Earlier this year I visited GIO Stadium to watch the ADFA/RMC game. After the game four Canterbury Crusader players appeared and practised kicking to one another over 30 or 40 metres before the main team warm up. No Brumbies appeared to do the same. I vividly recall the Rod McQueen era when the flyhalf and back three would be behind the Mal Meninga Stand kicking to one another for lengthy periods before home matches.
The inability to pass and catch the ball is another glaring weakness. I was at Stadium Australia in 2003 when the Wallabies defeated the All Blacks to make the World Cup final. A number of All Blacks who had not played in the game appeared on the pitch at the end of the game and were throwing accurate 15-20 metre passes to one another off both sides of their bodies. How many among the current group of Wallabies could do the same?
Forget about Japan in 2019. The task for the immediate future is to build the overall skill base of Australian rugby. Thankfully, the Brumbies, at least, have recognised this. May their efforts be rewarded.
Ron Perry, Gowrie
TO THE POINT
BLACK FRIDAY HISTORY
For the information of Eric Hodge (Letters, November 28), in the 1940s a furniture store in country Victoria, and perhaps in other parts of Australia, had Black Friday sales on a Friday which was also the 13th day of the month.
Ken McPhan, Spence
Even the big Brit BHP is salivating at the prospect of electric cars. They'll sell three times as much copper to the automotive industry. Imagine how much they'll be able to sell to the maritime and aviation industries.
Gary J. Wilson, Macgregor
SCOMO'S BANKS PROBLEM
It looks like all of the banks have shafted the people and one Banks has shafted ScoMo.

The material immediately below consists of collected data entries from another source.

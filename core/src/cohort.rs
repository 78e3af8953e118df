//! Sample sheets mapping samples to experimental conditions.
//!
//! Cohort membership is supplied as explicit configuration rather than
//! derived from naming conventions. A sheet is a tab-separated file with one
//! sample name per line and an optional condition label in a second column.

use std::{fs::File, io, path::Path};

use indexmap::{IndexMap, IndexSet};

/// A mapping from sample names to optional condition labels.
#[derive(Clone, Debug, Default, Eq, PartialEq)]
pub struct SampleSheet(IndexMap<String, Option<String>>);

impl SampleSheet {
    /// Reads a sample sheet from a path.
    pub fn from_path<P>(path: P) -> io::Result<Self>
    where
        P: AsRef<Path>,
    {
        File::open(path).and_then(Self::from_reader)
    }

    /// Reads a sample sheet from a reader.
    pub fn from_reader<R>(mut reader: R) -> io::Result<Self>
    where
        R: io::Read,
    {
        let mut s = String::new();
        let _ = reader.read_to_string(&mut s)?;

        Ok(Self::from_str(&s))
    }

    fn from_str(s: &str) -> Self {
        s.lines()
            .filter(|line| !line.is_empty())
            .map(|line| match line.split_once('\t') {
                Some((sample, condition)) => (sample, Some(condition)),
                None => (line, None),
            })
            .collect()
    }

    /// Returns the condition label of a sample, if the sample is listed and
    /// labelled.
    pub fn condition_of(&self, sample: &str) -> Option<&str> {
        self.0.get(sample).and_then(Option::as_deref)
    }

    /// Returns `true` if the sample is listed in the sheet.
    pub fn contains(&self, sample: &str) -> bool {
        self.0.contains_key(sample)
    }

    /// Returns an iterator over the sample names in sheet order.
    pub fn samples(&self) -> impl Iterator<Item = &str> {
        self.0.keys().map(String::as_str)
    }

    /// Returns the distinct condition labels in order of first appearance.
    pub fn conditions(&self) -> IndexSet<&str> {
        self.0.values().filter_map(Option::as_deref).collect()
    }

    /// Returns `true` if the sheet lists no samples.
    pub fn is_empty(&self) -> bool {
        self.0.is_empty()
    }
}

impl<S, C> FromIterator<(S, Option<C>)> for SampleSheet
where
    S: ToString,
    C: ToString,
{
    fn from_iter<I>(iter: I) -> Self
    where
        I: IntoIterator<Item = (S, Option<C>)>,
    {
        Self(IndexMap::from_iter(iter.into_iter().map(
            |(sample, condition)| {
                (
                    sample.to_string(),
                    condition.map(|condition| condition.to_string()),
                )
            },
        )))
    }
}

Dennis Fitzgerald, Box Hill, Vic
SKATING ON THIN ICE
With the resignation of Julia Banks from the Liberal Party and the massive swing away from a conservative government in Victoria the federal Coalition is skating on ever thinning ice.
John Sandilands, St Marys, Tas
BATSMEN MIRROR POLLIES
Looks like the Aussie cricket team's batting line-up is as fragile as the Liberal government.
Ian Jannaway, Monash
TRUMP FALLS FLAT
President Trump says he doesn't believe his own government's climate warning. I wonder when Trump will tell us he believes the earth is flat.

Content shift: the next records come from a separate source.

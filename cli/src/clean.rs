use std::{io, path::PathBuf};

use anyhow::Error;

use clap::Parser;

use lintrace_core::{
    table::io::{read_table_from_input, write_annotated_table, write_table},
    Input,
};

use crate::assay::AssayArgs;

/// Clean a barcode count table.
///
/// Substitution-only site edits are removed as sequencing noise, barcodes
/// that become identical are collapsed by summing their read counts, and the
/// result is written to stdout sorted by count descending.
#[derive(Debug, Parser)]
pub struct Clean {
    /// Input count table.
    ///
    /// The table can be provided here or read from stdin. It must be
    /// tab-separated with 'event' and 'count' columns; gzip-compressed input
    /// is detected automatically.
    #[clap(value_parser, value_name = "PATH")]
    pub input: Option<PathBuf>,

    #[command(flatten)]
    pub assay: AssayArgs,

    /// Append per-row edit annotation columns.
    ///
    /// Adds numIndels, numMultisite, and numTotalEdits columns classifying
    /// each barcode's edits structurally.
    #[arg(long)]
    pub annotate: bool,

    /// Drop the unedited reference barcode row.
    #[arg(long)]
    pub drop_reference: bool,
}

impl Clean {
    pub fn run(self) -> Result<(), Error> {
        let assay = self.assay.resolve();
        let input = Input::new(self.input)?;

        let table = read_table_from_input(&input, &assay)?;

        let mut cleaned = table.clean();
        if self.drop_reference {
            cleaned = cleaned.without_reference();
        }

        let mut stdout = io::stdout().lock();
        if self.annotate {
            write_annotated_table(&mut stdout, &cleaned)?;
        } else {
            write_table(&mut stdout, &cleaned)?;
        }

        Ok(())
    }
}

#[cfg(test)]
mod tests {
    use super::*;

    use clap::error::ErrorKind as ClapErrorKind;

    use lintrace_core::Assay;

    use crate::tests::{parse_subcmd, try_parse_subcmd};

    #[test]
    fn test_assay_and_sites_conflict() {
        let result = try_parse_subcmd::<Clean>("lintrace clean -a legacy --sites 12 input.tsv");

        assert_eq!(result.unwrap_err().kind(), ClapErrorKind::ArgumentConflict)
    }

    #[test]
    fn test_default_assay() {
        let args = parse_subcmd::<Clean>("lintrace clean input.tsv");

        assert_eq!(args.assay.resolve(), Assay::PRIMARY);
        assert!(!args.annotate);
        assert!(!args.drop_reference);
    }

    #[test]
    fn test_sites_override() {
        let args = parse_subcmd::<Clean>("lintrace clean --sites 3 input.tsv");

        assert_eq!(args.assay.resolve(), Assay::new(3));
    }
}
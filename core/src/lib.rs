#![deny(unsafe_code)]
#![warn(missing_docs)]

//! Tools for analysing CRISPR lineage-tracing barcodes.
//!
//! This serves as the core library implementation for the `lintrace` CLI,
//! but can also be used as a free-standing library for working with edited
//! barcode tables.
//!
//! # Overview
//!
//! A [`Barcode`] is an ordered, fixed-length sequence of per-site edit
//! tokens read from sequencing data; the site count is configured by an
//! [`Assay`]. A sample's barcode read counts form a [`CountTable`], which
//! [`CountTable::clean`] normalizes (removing substitution noise) and
//! collapses. Cleaned tables feed per-barcode edit counting ([`edits`]) and
//! pairwise cosine similarity between samples ([`similarity`]).
//!
//! # Example
//!
//! As a very brief introduction to the API, let's parse a noisy barcode and
//! clean it.
//!
//! ```
//! use lintrace_core::{Assay, Barcode};
//!
//! let assay = Assay::new(3);
//! let noisy = Barcode::parse("A&5M2S_NONE_9S", &assay)?;
//!
//! // The lone substitution is discarded, and the composite keeps only
//! // its valid sub-allele
//! assert_eq!(noisy.normalize().to_string(), "A_NONE_NONE");
//! # Ok::<(), lintrace_core::barcode::ParseBarcodeError>(())
//! ```

#[cfg(test)]
#[macro_use]
pub(crate) mod approx;

pub mod assay;
pub use assay::Assay;

pub mod barcode;
pub use barcode::Barcode;

pub mod cohort;
pub use cohort::SampleSheet;

pub mod edits;

pub mod input;
pub use input::Input;

pub mod similarity;
pub use similarity::SimilarityMatrix;

pub mod table;
pub use table::CountTable;

pub mod token;
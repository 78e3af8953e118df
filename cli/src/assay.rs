use std::num::NonZeroUsize;

use clap::{Args, ValueEnum};

use lintrace_core::Assay;

/// Assay selection flags shared by the subcommands.
#[derive(Args, Clone, Copy, Debug, Eq, PartialEq)]
pub struct AssayArgs {
    /// Barcode assay determining the number of sites.
    #[arg(
        short = 'a',
        long,
        value_enum,
        default_value_t = AssayName::Primary,
        value_name = "ASSAY",
        conflicts_with = "sites"
    )]
    pub assay: AssayName,

    /// Number of barcode sites, overriding the named assay.
    #[arg(long, value_name = "INT")]
    pub sites: Option<NonZeroUsize>,
}

impl AssayArgs {
    pub fn resolve(&self) -> Assay {
        match self.sites {
            Some(sites) => Assay::new(sites.get()),
            None => self.assay.into(),
        }
    }
}

#[derive(ValueEnum, Clone, Copy, Debug, Eq, PartialEq)]
pub enum AssayName {
    /// The fifteen-site recorder.
    Primary,
    /// The ten-site recorder of the published legacy data.
    Legacy,
}

impl From<AssayName> for Assay {
    fn from(name: AssayName) -> Self {
        match name {
            AssayName::Primary => Assay::PRIMARY,
            AssayName::Legacy => Assay::LEGACY,
        }
    }
}
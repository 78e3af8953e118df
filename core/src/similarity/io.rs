//! Writing similarity matrices.
//!
//! A matrix is written as tab-separated text with a `sample` header column,
//! the sample names across the top, and one labelled row per sample.

use std::io;

use super::SimilarityMatrix;

/// Writes a similarity matrix in text format to a writer.
pub fn write_matrix<W>(
    writer: &mut W,
    matrix: &SimilarityMatrix,
    precision: usize,
) -> io::Result<()>
where
    W: io::Write,
{
    writer.write_all(b"sample")?;
    for sample in matrix.samples() {
        write!(writer, "\t{sample}")?;
    }
    writeln!(writer)?;

    for (i, sample) in matrix.samples().iter().enumerate() {
        write!(writer, "{sample}")?;

        for j in 0..matrix.len() {
            write!(writer, "\t{:.precision$}", matrix.get(i, j))?;
        }

        writeln!(writer)?;
    }

    Ok(())
}
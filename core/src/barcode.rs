//! Barcodes and their normalization.

use std::fmt;

use crate::{
    assay::Assay,
    token::{self, SITE_SEPARATOR},
};

/// A lineage barcode: an ordered, fixed-length sequence of site tokens.
///
/// Barcodes are serialized with their tokens joined by `_`. Site order and
/// count are significant and preserved by every operation here.
#[derive(Clone, Debug, Eq, Hash, PartialEq)]
pub struct Barcode {
    tokens: Vec<String>,
}

impl Barcode {
    /// Parses a barcode, checking it against the assay's site count.
    ///
    /// Fails if the serialized form does not split into exactly the
    /// configured number of sites, or if any site token is empty.
    pub fn parse(s: &str, assay: &Assay) -> Result<Self, ParseBarcodeError> {
        let tokens = s
            .split(SITE_SEPARATOR)
            .map(String::from)
            .collect::<Vec<_>>();

        if tokens.len() != assay.sites() {
            return Err(ParseBarcodeError::SiteCount {
                expected: assay.sites(),
                actual: tokens.len(),
            });
        }

        if let Some(site) = tokens.iter().position(String::is_empty) {
            return Err(ParseBarcodeError::EmptyToken { site });
        }

        Ok(Self::from_tokens(tokens))
    }

    pub(crate) fn from_tokens(tokens: Vec<String>) -> Self {
        Self { tokens }
    }

    /// Returns the number of sites.
    pub fn sites(&self) -> usize {
        self.tokens.len()
    }

    /// Returns an iterator over the site tokens in order.
    pub fn tokens(&self) -> impl Iterator<Item = &str> {
        self.tokens.iter().map(String::as_str)
    }

    /// Returns `true` if any site token contains a substitution call.
    pub fn has_mismatch(&self) -> bool {
        self.tokens().any(token::has_mismatch)
    }

    /// Returns `true` if every site is unedited.
    pub fn is_reference(&self) -> bool {
        self.tokens().all(|t| t == token::NONE)
    }

    /// Removes substitution calls from every site.
    ///
    /// The site count is unchanged, the operation is idempotent, and a
    /// barcode without mismatches is returned as-is. See
    /// [`token::remove_substitutions`] for the per-site rules.
    pub fn normalize(&self) -> Self {
        Self::from_tokens(
            self.tokens()
                .map(token::remove_substitutions)
                .collect::<Vec<_>>(),
        )
    }
}

impl fmt::Display for Barcode {
    fn fmt(&self, f: &mut fmt::Formatter<'_>) -> fmt::Result {
        let mut tokens = self.tokens();

        if let Some(first) = tokens.next() {
            f.write_str(first)?;
        }

        for token in tokens {
            write!(f, "{SITE_SEPARATOR}{token}")?;
        }

        Ok(())
    }
}

/// An error associated with parsing a barcode.
#[derive(Clone, Debug, Eq, PartialEq)]
pub enum ParseBarcodeError {
    /// The barcode did not split into the configured number of sites.
    SiteCount {
        /// The assay's site count.
        expected: usize,
        /// The number of sites found.
        actual: usize,
    },
    /// A site token was empty.
    EmptyToken {
        /// The zero-based index of the empty site.
        site: usize,
    },
}

impl fmt::Display for ParseBarcodeError {
    fn fmt(&self, f: &mut fmt::Formatter<'_>) -> fmt::Result {
        match self {
            ParseBarcodeError::SiteCount { expected, actual } => write!(
                f,
                "expected barcode with {expected} sites, found {actual} sites"
            ),
            ParseBarcodeError::EmptyToken { site } => {
                write!(f, "empty token at barcode site {site}")
            }
        }
    }
}

impl std::error::Error for ParseBarcodeError {}

#[cfg(test)]
mod tests {
    use super::*;

    fn barcode(s: &str) -> Barcode {
        let sites = s.split(SITE_SEPARATOR).count();
        Barcode::parse(s, &Assay::new(sites)).expect("failed to parse barcode")
    }

    #[test]
    fn test_parse_site_count_mismatch() {
        assert_eq!(
            Barcode::parse("NONE_12D_NONE", &Assay::new(4)),
            Err(ParseBarcodeError::SiteCount {
                expected: 4,
                actual: 3
            }),
        );
    }

    #[test]
    fn test_parse_empty_token() {
        assert_eq!(
            Barcode::parse("12D__NONE", &Assay::new(3)),
            Err(ParseBarcodeError::EmptyToken { site: 1 }),
        );
    }

    #[test]
    fn test_display_round_trip() {
        let s = "NONE_12D&3I_5M2S";
        assert_eq!(barcode(s).to_string(), s);
    }

    #[test]
    fn test_normalize_plain_mismatch() {
        assert_eq!(
            barcode("NONE_5M2S_NONE").normalize(),
            barcode("NONE_NONE_NONE")
        );
    }

    #[test]
    fn test_normalize_composite() {
        assert_eq!(barcode("A&5M2S_NONE").normalize(), barcode("A_NONE"));
    }

    #[test]
    fn test_normalize_no_op_without_mismatch() {
        let clean = barcode("12D_NONE_12D&3I");
        assert_eq!(clean.normalize(), clean);
    }

    #[test]
    fn test_normalize_idempotent() {
        let noisy = barcode("5M2S_A&2S&B_2S&3S");
        let normalized = noisy.normalize();

        assert_eq!(normalized.normalize(), normalized);
    }

    #[test]
    fn test_normalize_preserves_site_count() {
        let noisy = barcode("5M2S_2S&3S_12D");
        assert_eq!(noisy.normalize().sites(), noisy.sites());
    }

    #[test]
    fn test_normalize_all_mismatch_composite() {
        assert_eq!(barcode("2S&3S_12D").normalize(), barcode("NONE_12D"));
    }

    #[test]
    fn test_is_reference() {
        assert!(barcode("NONE_NONE").is_reference());
        assert!(!barcode("NONE_12D").is_reference());
    }
}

Rajend Naidu, Glenfield NSW
INDIGENOUS NEED A SAY
Would it not be polite, courteous and respectful to first ask the Australian Aboriginals for their consent and their blessing in the pursuit of a republic? A United Republic of Australia that grows from "solid rock, standing on sacred ground".
Ronald Elliott, Sandringham Vic
FAULTY TOWERS IN A.C.T.
With ACT government committed to energy conservation, I am astounded that high rise residential towers continue to be constructed with floor-to-ceiling windows. If windows were installed from an insulated, table/desk height of 72 cm it would save 30 per cent of energy loss. No more faulty towers, please.
Mary van de Graaff, Belconnen
SCOMO NEEDS A LESSON
So, Scott Morrison has a go at little kids for giving voice to their views in our democracy? When it comes to climate, it's our prime minister who needs to go back to school.
Andrew Fraser, O'Connor
A VOTE FOR INDIVIDUALS
I object to critics of Julia Banks, not because I dislike the LNP but because we should put faith in individuals, not parties. A successful candidate's attitude to politics and parliamentary voting should be as an independent thinker, parties are just loose affiliations.